Try / Mess
Obongjayar
This track operates as two movements that exist in productive friction with each other — the first reaching, extending, making an effort; the second acknowledging the inevitable disorder that follows any genuine attempt. The production is more fractured and angular than much of Obongjayar's catalog, with rhythmic interruptions and textural abrasiveness that mirror the emotional content: trying is inherently messy, and the song refuses to smooth that over. His vocals shift between controlled authority and something rawer, less contained, as if the performance itself is enacting the tension between intention and outcome. There's a political undercurrent running through the song's insistence — the idea that effort under adverse conditions is itself a form of resistance, even when the result is chaos. It sits within the tradition of Afrobeat and afro-soul but processes those influences through a very contemporary British lens, alert to how systemic pressures deform individual effort.
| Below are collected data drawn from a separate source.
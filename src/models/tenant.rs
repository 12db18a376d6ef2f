//! Tenant entity model
//!
//! This module contains the SeaORM entity model for the tenants table,
//! the isolation boundary for users and files.

use chrono::Utc;
use sea_orm::ActiveModelBehavior;
use sea_orm::entity::prelude::*;
use sea_orm::prelude::DateTimeWithTimeZone;
use serde::{Deserialize, Serialize};
use utoipa::ToSchema;

/// Tenant entity representing an isolated customer account
#[derive(Clone, Debug, PartialEq, Eq, DeriveEntityModel)]
#[sea_orm(table_name = "tenants")]
pub struct Model {
    #[sea_orm(primary_key, auto_increment = false)]
    pub id: Uuid,

    /// Display name supplied at registration
    pub name: String,

    /// URL-safe identifier derived from the name (unique)
    #[sea_orm(unique)]
    pub slug: String,

    pub plan: TenantPlan,

    /// End of the free trial for `demo` tenants
    pub trial_ends_at: Option<DateTimeWithTimeZone>,

    pub is_active: bool,

    pub created_at: DateTimeWithTimeZone,
}

/// Billing plan of a tenant.
#[derive(
    Debug,
    Clone,
    Copy,
    PartialEq,
    Eq,
    EnumIter,
    DeriveActiveEnum,
    Serialize,
    Deserialize,
    ToSchema,
    Default,
)]
#[sea_orm(rs_type = "String", db_type = "Text")]
pub enum TenantPlan {
    #[sea_orm(string_value = "demo")]
    #[serde(rename = "demo")]
    #[default]
    Demo,

    #[sea_orm(string_value = "paid")]
    #[serde(rename = "paid")]
    Paid,
}

#[derive(Copy, Clone, Debug, EnumIter, DeriveRelation)]
pub enum Relation {
    #[sea_orm(has_many = "super::user::Entity")]
    Users,

    #[sea_orm(has_many = "super::file::Entity")]
    Files,
}

impl Related<super::user::Entity> for Entity {
    fn to() -> RelationDef {
        Relation::Users.def()
    }
}

impl Related<super::file::Entity> for Entity {
    fn to() -> RelationDef {
        Relation::Files.def()
    }
}

impl ActiveModelBehavior for ActiveModel {}

impl Model {
    /// True when a `demo` tenant's trial has run out.
    pub fn trial_expired(&self) -> bool {
        self.plan == TenantPlan::Demo
            && self
                .trial_ends_at
                .is_some_and(|ends_at| ends_at.with_timezone(&Utc) < Utc::now())
    }
}

/// Derives a tenant slug from its display name.
///
/// Lowercases and trims the name, then turns spaces and underscores into hyphens.
pub fn slugify(name: &str) -> String {
    name.trim()
        .to_lowercase()
        .chars()
        .map(|c| if c == ' ' || c == '_' { '-' } else { c })
        .collect()
}
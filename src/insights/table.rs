//! In-memory tabular model.
//!
//! A [`RawTable`] is what the loader produces: headers plus rows of optional
//! strings. [`Table`] is the typed, column-oriented form the analytics run on.

use serde_json::{Map, Value};

/// Untyped rows straight out of a CSV or worksheet.
#[derive(Debug, Clone, Default, PartialEq)]
pub struct RawTable {
    pub headers: Vec<String>,
    /// Every row has exactly `headers.len()` cells
    pub rows: Vec<Vec<Option<String>>>,
}

impl RawTable {
    /// Build from ragged rows, padding short rows and dropping overflow cells.
    pub fn from_ragged(headers: Vec<String>, rows: Vec<Vec<Option<String>>>) -> Self {
        let width = headers.len();
        let rows = rows
            .into_iter()
            .map(|mut row| {
                row.resize(width, None);
                row
            })
            .collect();
        Self { headers, rows }
    }
}

#[derive(Debug, Clone, PartialEq)]
pub enum ColumnData {
    Numeric(Vec<Option<f64>>),
    Text(Vec<Option<String>>),
}

impl ColumnData {
    pub fn len(&self) -> usize {
        match self {
            ColumnData::Numeric(values) => values.len(),
            ColumnData::Text(values) => values.len(),
        }
    }

    pub fn is_empty(&self) -> bool {
        self.len() == 0
    }

    pub fn is_numeric(&self) -> bool {
        matches!(self, ColumnData::Numeric(_))
    }

    fn select(&self, keep: &[bool]) -> ColumnData {
        fn pick<T: Clone>(values: &[T], keep: &[bool]) -> Vec<T> {
            values
                .iter()
                .zip(keep)
                .filter(|(_, keep)| **keep)
                .map(|(value, _)| value.clone())
                .collect()
        }

        match self {
            ColumnData::Numeric(values) => ColumnData::Numeric(pick(values, keep)),
            ColumnData::Text(values) => ColumnData::Text(pick(values, keep)),
        }
    }

    fn cell_json(&self, row: usize) -> Value {
        match self {
            ColumnData::Numeric(values) => values[row]
                .and_then(serde_json::Number::from_f64)
                .map(Value::Number)
                .unwrap_or(Value::Null),
            ColumnData::Text(values) => values[row]
                .as_ref()
                .map(|text| Value::String(text.clone()))
                .unwrap_or(Value::Null),
        }
    }
}

#[derive(Debug, Clone, PartialEq)]
pub struct Column {
    pub name: String,
    pub data: ColumnData,
}

/// Column-oriented table; all columns have `row_count` entries.
#[derive(Debug, Clone, PartialEq, Default)]
pub struct Table {
    columns: Vec<Column>,
    row_count: usize,
}

impl Table {
    /// Assemble a table from columns of equal length.
    ///
    /// # Panics
    ///
    /// Panics if the columns differ in length.
    pub fn new(columns: Vec<Column>) -> Self {
        let row_count = columns.first().map(|c| c.data.len()).unwrap_or(0);
        assert!(
            columns.iter().all(|c| c.data.len() == row_count),
            "all columns must have the same length"
        );
        Self { columns, row_count }
    }

    /// Infer column types from raw cells.
    ///
    /// A column is numeric when every non-missing cell parses as a float.
    pub fn from_raw(raw: RawTable) -> Self {
        let row_count = raw.rows.len();
        let columns = raw
            .headers
            .into_iter()
            .enumerate()
            .map(|(idx, name)| {
                let cells: Vec<Option<String>> =
                    raw.rows.iter().map(|row| row[idx].clone()).collect();
                Column {
                    name,
                    data: infer_column(cells),
                }
            })
            .collect();

        Self { columns, row_count }
    }

    pub fn row_count(&self) -> usize {
        self.row_count
    }

    pub fn columns(&self) -> &[Column] {
        &self.columns
    }

    pub fn column(&self, name: &str) -> Option<&Column> {
        self.columns.iter().find(|c| c.name == name)
    }

    /// Numeric columns in table order.
    pub fn numeric_columns(&self) -> impl Iterator<Item = (&str, &[Option<f64>])> {
        self.columns.iter().filter_map(|c| match &c.data {
            ColumnData::Numeric(values) => Some((c.name.as_str(), values.as_slice())),
            ColumnData::Text(_) => None,
        })
    }

    /// Text columns in table order.
    pub fn text_columns(&self) -> impl Iterator<Item = (&str, &[Option<String>])> {
        self.columns.iter().filter_map(|c| match &c.data {
            ColumnData::Text(values) => Some((c.name.as_str(), values.as_slice())),
            ColumnData::Numeric(_) => None,
        })
    }

    /// Keep only rows whose mask entry is true.
    pub fn select_rows(&self, keep: &[bool]) -> Table {
        debug_assert_eq!(keep.len(), self.row_count);
        Table {
            columns: self
                .columns
                .iter()
                .map(|c| Column {
                    name: c.name.clone(),
                    data: c.data.select(keep),
                })
                .collect(),
            row_count: keep.iter().filter(|k| **k).count(),
        }
    }

    /// First `n` rows as JSON objects keyed by column name.
    pub fn head(&self, n: usize) -> Vec<Map<String, Value>> {
        (0..self.row_count.min(n))
            .map(|row| {
                self.columns
                    .iter()
                    .map(|c| (c.name.clone(), c.data.cell_json(row)))
                    .collect()
            })
            .collect()
    }
}

fn infer_column(cells: Vec<Option<String>>) -> ColumnData {
    let parsed: Option<Vec<Option<f64>>> = cells
        .iter()
        .map(|cell| match cell {
            None => Some(None),
            Some(text) => text.parse::<f64>().ok().map(Some),
        })
        .collect();

    match parsed {
        Some(values) if values.iter().any(Option::is_some) => ColumnData::Numeric(values),
        _ => ColumnData::Text(cells),
    }
}
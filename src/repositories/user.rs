//! # User Repository

use crate::error::RepositoryError;
use crate::models::user::{ActiveModel as UserActiveModel, Column, Entity as User, Model, UserRole};
use chrono::Utc;
use sea_orm::{ActiveModelTrait, ColumnTrait, ConnectionTrait, EntityTrait, QueryFilter, Set};
use uuid::Uuid;

/// Request data for creating a new user
#[derive(Debug, Clone)]
pub struct CreateUserRequest {
    pub tenant_id: Uuid,
    /// Already normalized (trimmed, lowercase)
    pub email: String,
    pub password_hash: String,
    pub role: UserRole,
}

/// Repository for User database operations
pub struct UserRepository<'a, C> {
    db: &'a C,
}

impl<'a, C: ConnectionTrait> UserRepository<'a, C> {
    pub fn new(db: &'a C) -> Self {
        Self { db }
    }

    /// Insert a new active user.
    ///
    /// # Returns
    ///
    /// `RepositoryError::Conflict` when the email is already registered.
    pub async fn create_user(&self, request: CreateUserRequest) -> Result<Model, RepositoryError> {
        let user = UserActiveModel {
            id: Set(Uuid::new_v4()),
            tenant_id: Set(request.tenant_id),
            email: Set(request.email),
            password_hash: Set(request.password_hash),
            role: Set(request.role),
            is_active: Set(true),
            created_at: Set(Utc::now().into()),
        };

        user.insert(self.db)
            .await
            .map_err(RepositoryError::database_error)
    }

    pub async fn get_by_id(&self, user_id: Uuid) -> Result<Option<Model>, RepositoryError> {
        User::find_by_id(user_id)
            .one(self.db)
            .await
            .map_err(RepositoryError::database_error)
    }

    pub async fn find_by_email(&self, email: &str) -> Result<Option<Model>, RepositoryError> {
        User::find()
            .filter(Column::Email.eq(email))
            .one(self.db)
            .await
            .map_err(RepositoryError::database_error)
    }

    /// Deactivate or reactivate a user
    pub async fn set_active(&self, user_id: Uuid, is_active: bool) -> Result<Model, RepositoryError> {
        let user = self
            .get_by_id(user_id)
            .await?
            .ok_or_else(|| RepositoryError::NotFound("User not found".to_string()))?;

        let mut active: UserActiveModel = user.into();
        active.is_active = Set(is_active);

        active
            .update(self.db)
            .await
            .map_err(RepositoryError::database_error)
    }
}
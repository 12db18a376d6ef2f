//! JWT access and refresh tokens.
//!
//! Tokens are HMAC-signed and carry the user id, tenant id, role and a `type`
//! claim distinguishing access from refresh tokens.

use chrono::{Duration, Utc};
use jsonwebtoken::{Algorithm, DecodingKey, EncodingKey, Header, Validation, decode, encode};
use serde::{Deserialize, Serialize};
use thiserror::Error;
use uuid::Uuid;

use crate::config::JwtConfig;
use crate::models::user::UserRole;

#[derive(Error, Debug)]
pub enum TokenError {
    #[error("token creation failed: {0}")]
    Creation(String),
    #[error("token is invalid or expired: {0}")]
    Invalid(String),
    #[error("expected a {expected:?} token")]
    WrongType { expected: TokenType },
    #[error("unsupported algorithm {0}")]
    UnsupportedAlgorithm(String),
}

#[derive(Debug, Clone, Copy, PartialEq, Eq, Serialize, Deserialize)]
#[serde(rename_all = "lowercase")]
pub enum TokenType {
    Access,
    Refresh,
}

#[derive(Debug, Clone, PartialEq, Eq, Serialize, Deserialize)]
pub struct Claims {
    /// User id
    pub sub: Uuid,
    pub tenant_id: Uuid,
    pub role: UserRole,
    #[serde(rename = "type")]
    pub token_type: TokenType,
    pub iat: i64,
    pub exp: i64,
}

/// Access/refresh pair returned by the auth endpoints.
#[derive(Debug, Clone)]
pub struct TokenPair {
    pub access_token: String,
    pub refresh_token: String,
}

/// Signs and verifies tokens with a shared HMAC secret.
pub struct TokenService {
    algorithm: Algorithm,
    encoding_key: EncodingKey,
    decoding_key: DecodingKey,
    access_ttl: Duration,
    refresh_ttl: Duration,
}

impl TokenService {
    pub fn new(
        secret: &str,
        algorithm: Algorithm,
        access_ttl: Duration,
        refresh_ttl: Duration,
    ) -> Self {
        Self {
            algorithm,
            encoding_key: EncodingKey::from_secret(secret.as_bytes()),
            decoding_key: DecodingKey::from_secret(secret.as_bytes()),
            access_ttl,
            refresh_ttl,
        }
    }

    /// Build from validated configuration.
    pub fn from_config(config: &JwtConfig) -> Result<Self, TokenError> {
        let algorithm = match config.algorithm.as_str() {
            "HS256" => Algorithm::HS256,
            "HS384" => Algorithm::HS384,
            "HS512" => Algorithm::HS512,
            other => return Err(TokenError::UnsupportedAlgorithm(other.to_string())),
        };

        Ok(Self::new(
            config.secret_or_dev(),
            algorithm,
            Duration::minutes(config.access_ttl_minutes),
            Duration::days(config.refresh_ttl_days),
        ))
    }

    pub fn issue_pair(
        &self,
        user_id: Uuid,
        tenant_id: Uuid,
        role: UserRole,
    ) -> Result<TokenPair, TokenError> {
        Ok(TokenPair {
            access_token: self.issue(user_id, tenant_id, role, TokenType::Access)?,
            refresh_token: self.issue(user_id, tenant_id, role, TokenType::Refresh)?,
        })
    }

    pub fn issue(
        &self,
        user_id: Uuid,
        tenant_id: Uuid,
        role: UserRole,
        token_type: TokenType,
    ) -> Result<String, TokenError> {
        let now = Utc::now();
        let ttl = match token_type {
            TokenType::Access => self.access_ttl,
            TokenType::Refresh => self.refresh_ttl,
        };
        let claims = Claims {
            sub: user_id,
            tenant_id,
            role,
            token_type,
            iat: now.timestamp(),
            exp: (now + ttl).timestamp(),
        };

        encode(&Header::new(self.algorithm), &claims, &self.encoding_key)
            .map_err(|e| TokenError::Creation(e.to_string()))
    }

    /// Verify signature and expiry, then require the given token type.
    pub fn verify(&self, token: &str, expected: TokenType) -> Result<Claims, TokenError> {
        let mut validation = Validation::new(self.algorithm);
        validation.leeway = 0;

        let claims = decode::<Claims>(token, &self.decoding_key, &validation)
            .map(|data| data.claims)
            .map_err(|e| TokenError::Invalid(e.to_string()))?;

        if claims.token_type != expected {
            return Err(TokenError::WrongType { expected });
        }

        Ok(claims)
    }
}
//! # AI Dataset Summaries
//!
//! Builds a compact profile of a table and asks an OpenAI-compatible
//! chat-completions endpoint to describe it in prose.

use std::time::Duration;

use async_trait::async_trait;
use reqwest::Client;
use serde::{Deserialize, Serialize};
use serde_json::{Map, Value, json};
use thiserror::Error;
use tracing::{info, warn};

use crate::config::AiConfig;
use crate::error::{ApiError, internal_error, truncate_body};
use crate::insights::{ColumnSummary, Table, kpis, sanitize_json, stats};

const REQUEST_TIMEOUT: Duration = Duration::from_secs(60);
const SAMPLE_ROWS: usize = 5;

const SYSTEM_PROMPT: &str = "You are a data analyst. Summarize the dataset described by the user \
in a few short paragraphs: what it contains, notable patterns, and anything that looks unusual.";

#[derive(Debug, Error)]
pub enum SummaryError {
    #[error("AI provider not configured")]
    NotConfigured,
    #[error("AI provider request failed: {0}")]
    Request(#[from] reqwest::Error),
    #[error("AI provider returned status {status}")]
    Status { status: u16, body: String },
    #[error("AI provider returned no content")]
    EmptyResponse,
    #[error("failed to encode dataset profile: {0}")]
    Encode(#[from] serde_json::Error),
}

impl From<SummaryError> for ApiError {
    fn from(error: SummaryError) -> Self {
        match error {
            SummaryError::NotConfigured => internal_error("AI summary not configured"),
            other => {
                warn!(error = %other, "AI summary failed");
                internal_error("AI summary failed")
            }
        }
    }
}

#[derive(Debug, Clone, PartialEq, Serialize)]
pub struct ColumnProfile {
    pub name: String,
    /// `numeric` or `text`
    #[serde(rename = "type")]
    pub kind: &'static str,
}

/// What the provider gets to see about a dataset.
#[derive(Debug, Clone, Serialize)]
pub struct DatasetProfile {
    pub row_count: usize,
    pub columns: Vec<ColumnProfile>,
    pub kpis: Map<String, Value>,
    pub statistics: Vec<ColumnSummary>,
    pub sample_rows: Vec<Map<String, Value>>,
}

impl DatasetProfile {
    pub fn from_table(table: &Table) -> Self {
        Self {
            row_count: table.row_count(),
            columns: table
                .columns()
                .iter()
                .map(|column| ColumnProfile {
                    name: column.name.clone(),
                    kind: if column.data.is_numeric() { "numeric" } else { "text" },
                })
                .collect(),
            kpis: kpis::compute_kpis(table),
            statistics: stats::describe(table),
            sample_rows: table.head(SAMPLE_ROWS),
        }
    }
}

#[async_trait]
pub trait SummaryProvider: Send + Sync {
    async fn summarize(&self, profile: &DatasetProfile) -> Result<String, SummaryError>;
}

/// OpenAI-compatible `/chat/completions` client.
pub struct ChatCompletionsSummarizer {
    client: Client,
    api_base: String,
    api_key: String,
    model: String,
}

#[derive(Debug, Deserialize)]
struct ChatCompletionResponse {
    #[serde(default)]
    choices: Vec<ChatChoice>,
}

#[derive(Debug, Deserialize)]
struct ChatChoice {
    message: ChatMessage,
}

#[derive(Debug, Deserialize)]
struct ChatMessage {
    #[serde(default)]
    content: Option<String>,
}

impl ChatCompletionsSummarizer {
    /// `None` when no API key is configured.
    pub fn from_config(config: &AiConfig) -> Result<Option<Self>, reqwest::Error> {
        let Some(api_key) = config.api_key.clone() else {
            return Ok(None);
        };
        let client = Client::builder().timeout(REQUEST_TIMEOUT).build()?;

        Ok(Some(Self {
            client,
            api_base: config.api_base.trim_end_matches('/').to_string(),
            api_key,
            model: config.model.clone(),
        }))
    }
}

#[async_trait]
impl SummaryProvider for ChatCompletionsSummarizer {
    async fn summarize(&self, profile: &DatasetProfile) -> Result<String, SummaryError> {
        let profile_json = serde_json::to_string_pretty(&sanitize_json(profile)?)?;
        let body = json!({
            "model": self.model,
            "messages": [
                {"role": "system", "content": SYSTEM_PROMPT},
                {"role": "user", "content": format!("Dataset profile:\n{profile_json}")},
            ],
        });

        let response = self
            .client
            .post(format!("{}/chat/completions", self.api_base))
            .bearer_auth(&self.api_key)
            .json(&body)
            .send()
            .await?;

        let status = response.status();
        if !status.is_success() {
            let body = response.text().await.unwrap_or_default();
            return Err(SummaryError::Status {
                status: status.as_u16(),
                body: truncate_body(&body),
            });
        }

        let completion: ChatCompletionResponse = response.json().await?;
        let summary = completion
            .choices
            .into_iter()
            .next()
            .and_then(|choice| choice.message.content)
            .map(|content| content.trim().to_string())
            .filter(|content| !content.is_empty())
            .ok_or(SummaryError::EmptyResponse)?;

        info!(model = %self.model, rows = profile.row_count, "AI summary generated");
        Ok(summary)
    }
}

#[cfg(test)]
mod tests {
    use super::*;
    use crate::insights::table::{Column, ColumnData};

    fn table() -> Table {
        Table::new(vec![
            Column {
                name: "units".into(),
                data: ColumnData::Numeric((1..=8).map(|v| Some(v as f64)).collect()),
            },
            Column {
                name: "region".into(),
                data: ColumnData::Text((1..=8).map(|v| Some(format!("r{v}"))).collect()),
            },
        ])
    }

    #[test]
    fn test_profile_limits_sample_rows() {
        let profile = DatasetProfile::from_table(&table());
        assert_eq!(profile.row_count, 8);
        assert_eq!(profile.sample_rows.len(), 5);
        assert_eq!(
            profile.columns,
            vec![
                ColumnProfile { name: "units".into(), kind: "numeric" },
                ColumnProfile { name: "region".into(), kind: "text" },
            ]
        );
        assert_eq!(profile.statistics.len(), 1);
    }

    #[test]
    fn test_from_config_without_key_is_none() {
        assert!(ChatCompletionsSummarizer::from_config(&AiConfig::default())
            .unwrap()
            .is_none());
    }

    #[test]
    fn test_errors_map_to_generic_500s() {
        let missing: ApiError = SummaryError::NotConfigured.into();
        assert_eq!(missing.message, Box::from("AI summary not configured"));

        let failed: ApiError = SummaryError::EmptyResponse.into();
        assert_eq!(failed.status, axum::http::StatusCode::INTERNAL_SERVER_ERROR);
        assert_eq!(failed.message, Box::from("AI summary failed"));
    }
}
//! # Authentication and Authorization
//!
//! Bearer-token middleware for protected endpoints plus the tenant access
//! policy (inactive tenants and expired demo trials are locked out).

use axum::{
    extract::{FromRequestParts, Request, State},
    http::{HeaderMap, header::AUTHORIZATION, request::Parts},
    middleware::Next,
    response::Response,
};
use serde::Serialize;
use utoipa::ToSchema;
use uuid::Uuid;

use crate::error::{ApiError, forbidden, payment_required, unauthorized};
use crate::models::tenant::Model as TenantModel;
use crate::models::user::UserRole;
use crate::repositories::{TenantRepository, UserRepository};
use crate::server::AppState;
use crate::tokens::{TokenError, TokenType};

/// The authenticated caller, as loaded by [`auth_middleware`].
#[derive(Debug, Clone, PartialEq, Eq, Serialize, ToSchema)]
pub struct CurrentUser {
    pub id: Uuid,
    pub email: String,
    pub tenant_id: Uuid,
    pub role: UserRole,
}

/// Authentication middleware that validates access tokens and tenant standing
pub async fn auth_middleware(
    State(state): State<AppState>,
    mut request: Request,
    next: Next,
) -> Result<Response, ApiError> {
    let claims = {
        let token = extract_bearer_token(request.headers())?;
        state
            .tokens
            .verify(token, TokenType::Access)
            .map_err(|err| token_rejection(&err))?
    };

    let user = UserRepository::new(&state.db)
        .get_by_id(claims.sub)
        .await?
        .filter(|user| user.is_active)
        .ok_or_else(|| unauthorized(Some("User not found")))?;

    let tenant = TenantRepository::new(&state.db)
        .get_tenant_by_id(user.tenant_id)
        .await?
        .ok_or_else(|| unauthorized(Some("User not found")))?;
    check_tenant_access(&tenant)?;

    tracing::debug!(user_id = %user.id, tenant_id = %user.tenant_id, "Authenticated request");

    request.extensions_mut().insert(CurrentUser {
        id: user.id,
        email: user.email,
        tenant_id: user.tenant_id,
        role: user.role,
    });

    Ok(next.run(request).await)
}

/// Inactive tenants get 403; demo tenants past their trial get 402.
pub fn check_tenant_access(tenant: &TenantModel) -> Result<(), ApiError> {
    if !tenant.is_active {
        return Err(forbidden(Some("Tenant inactive")));
    }
    if tenant.trial_expired() {
        return Err(payment_required("Trial expired"));
    }
    Ok(())
}

fn extract_bearer_token(headers: &HeaderMap) -> Result<&str, ApiError> {
    let header = headers
        .get(AUTHORIZATION)
        .ok_or_else(|| unauthorized(Some("Missing Authorization header")))?
        .to_str()
        .map_err(|_| unauthorized(Some("Invalid Authorization header")))?;

    header
        .strip_prefix("Bearer ")
        .or_else(|| header.strip_prefix("bearer "))
        .map(str::trim)
        .filter(|token| !token.is_empty())
        .ok_or_else(|| unauthorized(Some("Authorization header must use Bearer scheme")))
}

fn token_rejection(error: &TokenError) -> ApiError {
    match error {
        TokenError::WrongType { .. } => unauthorized(Some("Invalid token type")),
        _ => unauthorized(Some("Invalid token")),
    }
}

impl<S> FromRequestParts<S> for CurrentUser
where
    S: Sync,
{
    type Rejection = ApiError;

    async fn from_request_parts(parts: &mut Parts, _state: &S) -> Result<Self, Self::Rejection> {
        parts
            .extensions
            .get::<CurrentUser>()
            .cloned()
            .ok_or_else(|| unauthorized(Some("Authentication required")))
    }
}

#[cfg(test)]
mod tests {
    use super::*;
    use crate::config::AppConfig;
    use crate::db;
    use crate::models::tenant::TenantPlan;
    use crate::repositories::{CreateTenantRequest, CreateUserRequest};
    use axum::{
        Router,
        body::Body,
        http::{Request, StatusCode},
        routing::get,
    };
    use chrono::{Duration, Utc};
    use tower::ServiceExt;

    struct Fixture {
        state: AppState,
        user_id: Uuid,
        tenant_id: Uuid,
    }

    async fn fixture(plan: TenantPlan, trial_ends_at: Option<chrono::DateTime<Utc>>) -> Fixture {
        let config = AppConfig {
            profile: "test".to_string(),
            database_url: "sqlite::memory:".to_string(),
            ..Default::default()
        };
        let db = db::init_pool(&config).await.unwrap();
        db::run_migrations(&db).await.unwrap();

        let tenant = TenantRepository::new(&db)
            .create_tenant(CreateTenantRequest {
                name: "Acme".to_string(),
                slug: "acme".to_string(),
                plan,
                trial_ends_at,
            })
            .await
            .unwrap();
        let user = UserRepository::new(&db)
            .create_user(CreateUserRequest {
                tenant_id: tenant.id,
                email: "ana@acme.test".to_string(),
                password_hash: "unused".to_string(),
                role: UserRole::Admin,
            })
            .await
            .unwrap();

        let state = AppState::new(config, db, None).unwrap();
        Fixture {
            state,
            user_id: user.id,
            tenant_id: tenant.id,
        }
    }

    async fn whoami(user: CurrentUser) -> String {
        user.email
    }

    async fn call(state: &AppState, authorization: Option<String>) -> Response {
        let app = Router::new()
            .route("/me", get(whoami))
            .layer(axum::middleware::from_fn_with_state(
                state.clone(),
                auth_middleware,
            ))
            .with_state(state.clone());

        let mut request = Request::builder().uri("/me");
        if let Some(value) = authorization {
            request = request.header("Authorization", value);
        }
        app.oneshot(request.body(Body::empty()).unwrap())
            .await
            .unwrap()
    }

    fn bearer(fixture: &Fixture, token_type: TokenType) -> Option<String> {
        let token = fixture
            .state
            .tokens
            .issue(fixture.user_id, fixture.tenant_id, UserRole::Admin, token_type)
            .unwrap();
        Some(format!("Bearer {token}"))
    }

    #[tokio::test]
    async fn valid_access_token_passes_through() {
        let f = fixture(TenantPlan::Paid, None).await;
        let response = call(&f.state, bearer(&f, TokenType::Access)).await;
        assert_eq!(response.status(), StatusCode::OK);

        let body = axum::body::to_bytes(response.into_body(), usize::MAX)
            .await
            .unwrap();
        assert_eq!(&body[..], b"ana@acme.test");
    }

    #[tokio::test]
    async fn missing_or_malformed_header_returns_401() {
        let f = fixture(TenantPlan::Paid, None).await;
        assert_eq!(call(&f.state, None).await.status(), StatusCode::UNAUTHORIZED);
        assert_eq!(
            call(&f.state, Some("Basic dGVzdDoxMjM=".to_string())).await.status(),
            StatusCode::UNAUTHORIZED
        );
        assert_eq!(
            call(&f.state, Some("Bearer not-a-jwt".to_string())).await.status(),
            StatusCode::UNAUTHORIZED
        );
    }

    #[tokio::test]
    async fn refresh_token_is_rejected_as_access() {
        let f = fixture(TenantPlan::Paid, None).await;
        let response = call(&f.state, bearer(&f, TokenType::Refresh)).await;
        assert_eq!(response.status(), StatusCode::UNAUTHORIZED);
    }

    #[tokio::test]
    async fn inactive_user_returns_401() {
        let f = fixture(TenantPlan::Paid, None).await;
        UserRepository::new(&f.state.db)
            .set_active(f.user_id, false)
            .await
            .unwrap();
        let response = call(&f.state, bearer(&f, TokenType::Access)).await;
        assert_eq!(response.status(), StatusCode::UNAUTHORIZED);
    }

    #[tokio::test]
    async fn inactive_tenant_returns_403() {
        let f = fixture(TenantPlan::Paid, None).await;
        TenantRepository::new(&f.state.db)
            .set_active(f.tenant_id, false)
            .await
            .unwrap();
        let response = call(&f.state, bearer(&f, TokenType::Access)).await;
        assert_eq!(response.status(), StatusCode::FORBIDDEN);
    }

    #[tokio::test]
    async fn expired_demo_trial_returns_402() {
        let f = fixture(TenantPlan::Demo, Some(Utc::now() - Duration::days(1))).await;
        let response = call(&f.state, bearer(&f, TokenType::Access)).await;
        assert_eq!(response.status(), StatusCode::PAYMENT_REQUIRED);
    }

    #[tokio::test]
    async fn running_demo_trial_passes() {
        let f = fixture(TenantPlan::Demo, Some(Utc::now() + Duration::days(3))).await;
        let response = call(&f.state, bearer(&f, TokenType::Access)).await;
        assert_eq!(response.status(), StatusCode::OK);
    }
}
The arrangement has edges that catch rather than glide, which is the point: some music is designed to comfort, and this is designed to clarify. You reach for it when you need something that refuses to lie to you about how difficult things actually are.
medium
2020s
rough, fractured, angular
British-Nigerian diaspora, UK
Afro-Soul, Afrobeat. British Afro-Soul. defiant, anxious. Moves between controlled striving and raw disorder, enacting the friction between intention and inevitable mess without smoothing it over.. energy 6. medium. danceability 5. valence 4. vocals: deep male, shifts between controlled authority and raw uncontained delivery. production: fractured rhythms, angular arrangement, textural abrasiveness, rhythmic interruptions. texture: rough, fractured, angular. acousticness 3. era: 2020s. British-Nigerian diaspora, UK. When you need something that refuses to lie to you about how difficult things actually are.